• Exercise data:
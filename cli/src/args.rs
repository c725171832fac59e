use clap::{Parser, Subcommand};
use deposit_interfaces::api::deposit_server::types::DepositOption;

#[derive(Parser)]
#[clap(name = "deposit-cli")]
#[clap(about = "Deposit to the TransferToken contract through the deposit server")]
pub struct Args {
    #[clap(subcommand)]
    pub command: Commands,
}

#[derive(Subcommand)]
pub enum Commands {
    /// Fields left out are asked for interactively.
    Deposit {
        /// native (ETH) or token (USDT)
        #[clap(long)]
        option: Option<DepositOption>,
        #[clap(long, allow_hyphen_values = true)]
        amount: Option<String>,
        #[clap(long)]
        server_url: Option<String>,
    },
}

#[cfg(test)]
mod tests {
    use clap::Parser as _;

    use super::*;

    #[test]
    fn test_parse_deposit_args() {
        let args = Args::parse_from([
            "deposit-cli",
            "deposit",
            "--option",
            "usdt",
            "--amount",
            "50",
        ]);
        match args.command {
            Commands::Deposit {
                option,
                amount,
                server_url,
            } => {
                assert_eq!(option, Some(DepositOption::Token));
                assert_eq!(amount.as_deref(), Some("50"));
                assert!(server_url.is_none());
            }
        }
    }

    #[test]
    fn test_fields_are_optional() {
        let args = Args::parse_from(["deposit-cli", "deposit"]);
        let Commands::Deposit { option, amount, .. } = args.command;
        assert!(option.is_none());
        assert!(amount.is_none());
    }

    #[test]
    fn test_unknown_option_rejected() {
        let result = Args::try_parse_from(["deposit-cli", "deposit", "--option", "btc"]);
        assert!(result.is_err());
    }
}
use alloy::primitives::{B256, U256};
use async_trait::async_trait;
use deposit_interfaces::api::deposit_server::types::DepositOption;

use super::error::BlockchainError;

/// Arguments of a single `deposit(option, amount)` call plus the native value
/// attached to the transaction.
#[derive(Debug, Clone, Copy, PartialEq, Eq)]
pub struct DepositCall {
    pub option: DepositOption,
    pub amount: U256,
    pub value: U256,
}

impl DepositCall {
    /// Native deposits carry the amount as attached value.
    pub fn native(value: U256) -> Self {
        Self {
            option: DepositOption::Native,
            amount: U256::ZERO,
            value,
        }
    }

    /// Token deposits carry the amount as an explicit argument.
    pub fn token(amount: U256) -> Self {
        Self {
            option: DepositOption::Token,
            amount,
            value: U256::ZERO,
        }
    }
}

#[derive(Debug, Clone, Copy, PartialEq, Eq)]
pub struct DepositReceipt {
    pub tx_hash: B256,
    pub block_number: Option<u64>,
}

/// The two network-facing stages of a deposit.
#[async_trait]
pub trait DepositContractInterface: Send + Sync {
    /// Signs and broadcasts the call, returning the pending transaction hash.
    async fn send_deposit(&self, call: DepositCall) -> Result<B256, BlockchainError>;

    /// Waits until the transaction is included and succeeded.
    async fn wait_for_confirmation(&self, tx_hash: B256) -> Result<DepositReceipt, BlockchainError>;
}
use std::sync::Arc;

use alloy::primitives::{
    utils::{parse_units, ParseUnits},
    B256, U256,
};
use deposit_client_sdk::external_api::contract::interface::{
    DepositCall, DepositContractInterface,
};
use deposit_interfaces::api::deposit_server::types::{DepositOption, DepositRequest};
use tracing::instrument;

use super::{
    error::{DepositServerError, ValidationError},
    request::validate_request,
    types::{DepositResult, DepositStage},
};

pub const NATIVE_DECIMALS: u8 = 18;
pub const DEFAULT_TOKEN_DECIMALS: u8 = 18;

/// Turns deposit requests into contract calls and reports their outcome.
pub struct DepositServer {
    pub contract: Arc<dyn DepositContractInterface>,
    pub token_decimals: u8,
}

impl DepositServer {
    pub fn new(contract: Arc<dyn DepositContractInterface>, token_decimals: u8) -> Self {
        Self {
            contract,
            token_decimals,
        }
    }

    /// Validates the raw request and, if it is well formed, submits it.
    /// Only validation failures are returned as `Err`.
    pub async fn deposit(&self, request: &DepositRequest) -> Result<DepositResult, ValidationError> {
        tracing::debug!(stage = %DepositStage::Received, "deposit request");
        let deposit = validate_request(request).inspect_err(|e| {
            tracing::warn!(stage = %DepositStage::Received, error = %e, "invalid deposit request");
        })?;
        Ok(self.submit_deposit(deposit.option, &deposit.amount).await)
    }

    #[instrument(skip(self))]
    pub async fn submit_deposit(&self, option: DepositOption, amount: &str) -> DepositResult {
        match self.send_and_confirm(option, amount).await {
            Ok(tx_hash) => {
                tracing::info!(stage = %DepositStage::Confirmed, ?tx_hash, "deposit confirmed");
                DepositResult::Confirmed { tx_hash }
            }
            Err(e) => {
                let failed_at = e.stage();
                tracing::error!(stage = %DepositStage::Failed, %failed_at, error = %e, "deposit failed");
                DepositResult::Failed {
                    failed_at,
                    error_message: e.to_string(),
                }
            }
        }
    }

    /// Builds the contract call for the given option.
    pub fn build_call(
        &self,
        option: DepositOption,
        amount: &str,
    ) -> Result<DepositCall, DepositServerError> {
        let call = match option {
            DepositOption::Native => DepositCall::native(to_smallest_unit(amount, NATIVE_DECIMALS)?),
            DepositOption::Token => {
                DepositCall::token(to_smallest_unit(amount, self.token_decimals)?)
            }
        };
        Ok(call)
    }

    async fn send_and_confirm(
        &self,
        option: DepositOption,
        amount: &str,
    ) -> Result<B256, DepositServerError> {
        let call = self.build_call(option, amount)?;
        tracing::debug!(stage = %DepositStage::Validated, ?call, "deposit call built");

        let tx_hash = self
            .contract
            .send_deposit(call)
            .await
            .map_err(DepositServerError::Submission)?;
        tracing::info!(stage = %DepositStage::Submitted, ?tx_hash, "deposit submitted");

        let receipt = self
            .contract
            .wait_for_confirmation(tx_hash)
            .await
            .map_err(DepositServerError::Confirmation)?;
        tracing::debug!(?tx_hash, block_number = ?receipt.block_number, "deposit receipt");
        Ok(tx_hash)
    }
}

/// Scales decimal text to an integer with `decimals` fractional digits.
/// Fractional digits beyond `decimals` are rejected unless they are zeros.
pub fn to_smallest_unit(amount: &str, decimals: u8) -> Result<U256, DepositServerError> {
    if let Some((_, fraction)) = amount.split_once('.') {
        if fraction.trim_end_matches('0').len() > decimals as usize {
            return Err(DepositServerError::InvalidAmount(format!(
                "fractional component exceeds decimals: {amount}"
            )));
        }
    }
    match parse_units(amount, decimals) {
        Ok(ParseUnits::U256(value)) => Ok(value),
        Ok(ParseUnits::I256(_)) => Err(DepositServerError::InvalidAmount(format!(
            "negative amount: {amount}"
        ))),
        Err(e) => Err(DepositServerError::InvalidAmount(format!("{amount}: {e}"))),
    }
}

• Exercise requirements:
Copy all of the data. Keep every word exactly as it is.

• The completed task:
filename cli/src/args.rs
repository c725171832fac59e
use clap::{Parser, Subcommand};
use deposit_interfaces::api::deposit_server::types::DepositOption;

#[derive(Parser)]
#[clap(name = "deposit-cli")]
#[clap(about = "Deposit to the TransferToken contract through the deposit server")]
pub struct Args {
    #[clap(subcommand)]
    pub command: Commands,
}

#[derive(Subcommand)]
pub enum Commands {
    /// Fields left out are asked for interactively.
    Deposit {
        /// native (ETH) or token (USDT)
        #[clap(long)]
        option: Option<DepositOption>,
        #[clap(long, allow_hyphen_values = true)]
        amount: Option<String>,
        #[clap(long)]
        server_url: Option<String>,
    },
}

#[cfg(test)]
mod tests {
    use clap::Parser as _;

    use super::*;

    #[test]
    fn test_parse_deposit_args() {
        let args = Args::parse_from([
            "deposit-cli",
            "deposit",
            "--option",
            "usdt",
            "--amount",
            "50",
        ]);
        match args.command {
            Commands::Deposit {
                option,
                amount,
                server_url,
            } => {
                assert_eq!(option, Some(DepositOption::Token));
                assert_eq!(amount.as_deref(), Some("50"));
                assert!(server_url.is_none());
            }
        }
    }

    #[test]
    fn test_fields_are_optional() {
        let args = Args::parse_from(["deposit-cli", "deposit"]);
        let Commands::Deposit { option, amount, .. } = args.command;
        assert!(option.is_none());
        assert!(amount.is_none());
    }

    #[test]
    fn test_unknown_option_rejected() {
        let result = Args::try_parse_from(["deposit-cli", "deposit", "--option", "btc"]);
        assert!(result.is_err());
    }
}
use alloy::primitives::{B256, U256};
use async_trait::async_trait;
use deposit_interfaces::api::deposit_server::types::DepositOption;

use super::error::BlockchainError;

/// Arguments of a single `deposit(option, amount)` call plus the native value
/// attached to the transaction.
#[derive(Debug, Clone, Copy, PartialEq, Eq)]
pub struct DepositCall {
    pub option: DepositOption,
    pub amount: U256,
    pub value: U256,
}

impl DepositCall {
    /// Native deposits carry the amount as attached value.
    pub fn native(value: U256) -> Self {
        Self {
            option: DepositOption::Native,
            amount: U256::ZERO,
            value,
        }
    }

    /// Token deposits carry the amount as an explicit argument.
    pub fn token(amount: U256) -> Self {
        Self {
            option: DepositOption::Token,
            amount,
            value: U256::ZERO,
        }
    }
}

#[derive(Debug, Clone, Copy, PartialEq, Eq)]
pub struct DepositReceipt {
    pub tx_hash: B256,
    pub block_number: Option<u64>,
}

/// The two network-facing stages of a deposit.
#[async_trait]
pub trait DepositContractInterface: Send + Sync {
    /// Signs and broadcasts the call, returning the pending transaction hash.
    async fn send_deposit(&self, call: DepositCall) -> Result<B256, BlockchainError>;

    /// Waits until the transaction is included and succeeded.
    async fn wait_for_confirmation(&self, tx_hash: B256) -> Result<DepositReceipt, BlockchainError>;
}
use std::sync::Arc;

use alloy::primitives::{
    utils::{parse_units, ParseUnits},
    B256, U256,
};
use deposit_client_sdk::external_api::contract::interface::{
    DepositCall, DepositContractInterface,
};
use deposit_interfaces::api::deposit_server::types::{DepositOption, DepositRequest};
use tracing::instrument;

use super::{
    error::{DepositServerError, ValidationError},
    request::validate_request,
    types::{DepositResult, DepositStage},
};

pub const NATIVE_DECIMALS: u8 = 18;
pub const DEFAULT_TOKEN_DECIMALS: u8 = 18;

/// Turns deposit requests into contract calls and reports their outcome.
pub struct DepositServer {
    pub contract: Arc<dyn DepositContractInterface>,
    pub token_decimals: u8,
}

impl DepositServer {
    pub fn new(contract: Arc<dyn DepositContractInterface>, token_decimals: u8) -> Self {
        Self {
            contract,
            token_decimals,
        }
    }

    /// Validates the raw request and, if it is well formed, submits it.
    /// Only validation failures are returned as `Err`.
    pub async fn deposit(&self, request: &DepositRequest) -> Result<DepositResult, ValidationError> {
        tracing::debug!(stage = %DepositStage::Received, "deposit request");
        let deposit = validate_request(request).inspect_err(|e| {
            tracing::warn!(stage = %DepositStage::Received, error = %e, "invalid deposit request");
        })?;
        Ok(self.submit_deposit(deposit.option, &deposit.amount).await)
    }

    #[instrument(skip(self))]
    pub async fn submit_deposit(&self, option: DepositOption, amount: &str) -> DepositResult {
        match self.send_and_confirm(option, amount).await {
            Ok(tx_hash) => {
                tracing::info!(stage = %DepositStage::Confirmed, ?tx_hash, "deposit confirmed");
                DepositResult::Confirmed { tx_hash }
            }
            Err(e) => {
                let failed_at = e.stage();
                tracing::error!(stage = %DepositStage::Failed, %failed_at, error = %e, "deposit failed");
                DepositResult::Failed {
                    failed_at,
                    error_message: e.to_string(),
                }
            }
        }
    }

    /// Builds the contract call for the given option.
    pub fn build_call(
        &self,
        option: DepositOption,
        amount: &str,
    ) -> Result<DepositCall, DepositServerError> {
        let call = match option {
            DepositOption::Native => DepositCall::native(to_smallest_unit(amount, NATIVE_DECIMALS)?),
            DepositOption::Token => {
                DepositCall::token(to_smallest_unit(amount, self.token_decimals)?)
            }
        };
        Ok(call)
    }

    async fn send_and_confirm(
        &self,
        option: DepositOption,
        amount: &str,
    ) -> Result<B256, DepositServerError> {
        let call = self.build_call(option, amount)?;
        tracing::debug!(stage = %DepositStage::Validated, ?call, "deposit call built");

        let tx_hash = self
            .contract
            .send_deposit(call)
            .await
            .map_err(DepositServerError::Submission)?;
        tracing::info!(stage = %DepositStage::Submitted, ?tx_hash, "deposit submitted");

        let receipt = self
            .contract
            .wait_for_confirmation(tx_hash)
            .await
            .map_err(DepositServerError::Confirmation)?;
        tracing::debug!(?tx_hash, block_number = ?receipt.block_number, "deposit receipt");
        Ok(tx_hash)
    }
}

/// Scales decimal text to an integer with `decimals` fractional digits.
/// Fractional digits beyond `decimals` are rejected unless they are zeros.
pub fn to_smallest_unit(amount: &str, decimals: u8) -> Result<U256, DepositServerError> {
    if let Some((_, fraction)) = amount.split_once('.') {
        if fraction.trim_end_matches('0').len() > decimals as usize {
            return Err(DepositServerError::InvalidAmount(format!(
                "fractional component exceeds decimals: {amount}"
            )));
        }
    }
    match parse_units(amount, decimals) {
        Ok(ParseUnits::U256(value)) => Ok(value),
        Ok(ParseUnits::I256(_)) => Err(DepositServerError::InvalidAmount(format!(
            "negative amount: {amount}"
        ))),
        Err(e) => Err(DepositServerError::InvalidAmount(format!("{amount}: {e}"))),
    }
}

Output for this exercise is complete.